- Task brief -
Retype every entry word for word.
*-*-*
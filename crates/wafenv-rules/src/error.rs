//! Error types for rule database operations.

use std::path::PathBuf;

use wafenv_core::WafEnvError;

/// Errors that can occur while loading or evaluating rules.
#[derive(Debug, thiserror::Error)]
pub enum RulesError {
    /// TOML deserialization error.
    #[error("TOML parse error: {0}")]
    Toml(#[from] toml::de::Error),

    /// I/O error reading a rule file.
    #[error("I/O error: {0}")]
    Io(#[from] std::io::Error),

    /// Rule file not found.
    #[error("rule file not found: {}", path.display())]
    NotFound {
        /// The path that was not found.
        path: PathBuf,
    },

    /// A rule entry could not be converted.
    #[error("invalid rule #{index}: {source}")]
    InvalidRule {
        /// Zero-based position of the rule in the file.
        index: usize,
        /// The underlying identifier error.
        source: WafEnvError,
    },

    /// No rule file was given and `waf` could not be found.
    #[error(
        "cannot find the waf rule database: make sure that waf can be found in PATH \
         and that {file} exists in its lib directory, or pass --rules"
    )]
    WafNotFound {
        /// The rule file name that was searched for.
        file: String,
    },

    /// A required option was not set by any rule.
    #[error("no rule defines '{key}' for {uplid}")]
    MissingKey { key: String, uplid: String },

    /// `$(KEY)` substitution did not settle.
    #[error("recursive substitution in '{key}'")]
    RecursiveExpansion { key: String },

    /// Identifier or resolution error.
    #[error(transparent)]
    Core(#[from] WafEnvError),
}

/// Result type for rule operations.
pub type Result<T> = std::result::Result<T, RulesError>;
*-*-*
- Exercise response -
filename crates/wafenv-rules/src/error.rs
//! Error types for rule database operations.

use std::path::PathBuf;

use wafenv_core::WafEnvError;

/// Errors that can occur while loading or evaluating rules.
#[derive(Debug, thiserror::Error)]
pub enum RulesError {
    /// TOML deserialization error.
    #[error("TOML parse error: {0}")]
    Toml(#[from] toml::de::Error),

    /// I/O error reading a rule file.
    #[error("I/O error: {0}")]
    Io(#[from] std::io::Error),

    /// Rule file not found.
    #[error("rule file not found: {}", path.display())]
    NotFound {
        /// The path that was not found.
        path: PathBuf,
    },

    /// A rule entry could not be converted.
    #[error("invalid rule #{index}: {source}")]
    InvalidRule {
        /// Zero-based position of the rule in the file.
        index: usize,
        /// The underlying identifier error.
        source: WafEnvError,
    },

    /// No rule file was given and `waf` could not be found.
    #[error(
        "cannot find the waf rule database: make sure that waf can be found in PATH \
         and that {file} exists in its lib directory, or pass --rules"
    )]
    WafNotFound {
        /// The rule file name that was searched for.
        file: String,
    },

    /// A required option was not set by any rule.
    #[error("no rule defines '{key}' for {uplid}")]
    MissingKey { key: String, uplid: String },

    /// `$(KEY)` substitution did not settle.
    #[error("recursive substitution in '{key}'")]
    RecursiveExpansion { key: String },

    /// Identifier or resolution error.
    #[error(transparent)]
    Core(#[from] WafEnvError),
}

/// Result type for rule operations.
pub type Result<T> = std::result::Result<T, RulesError>;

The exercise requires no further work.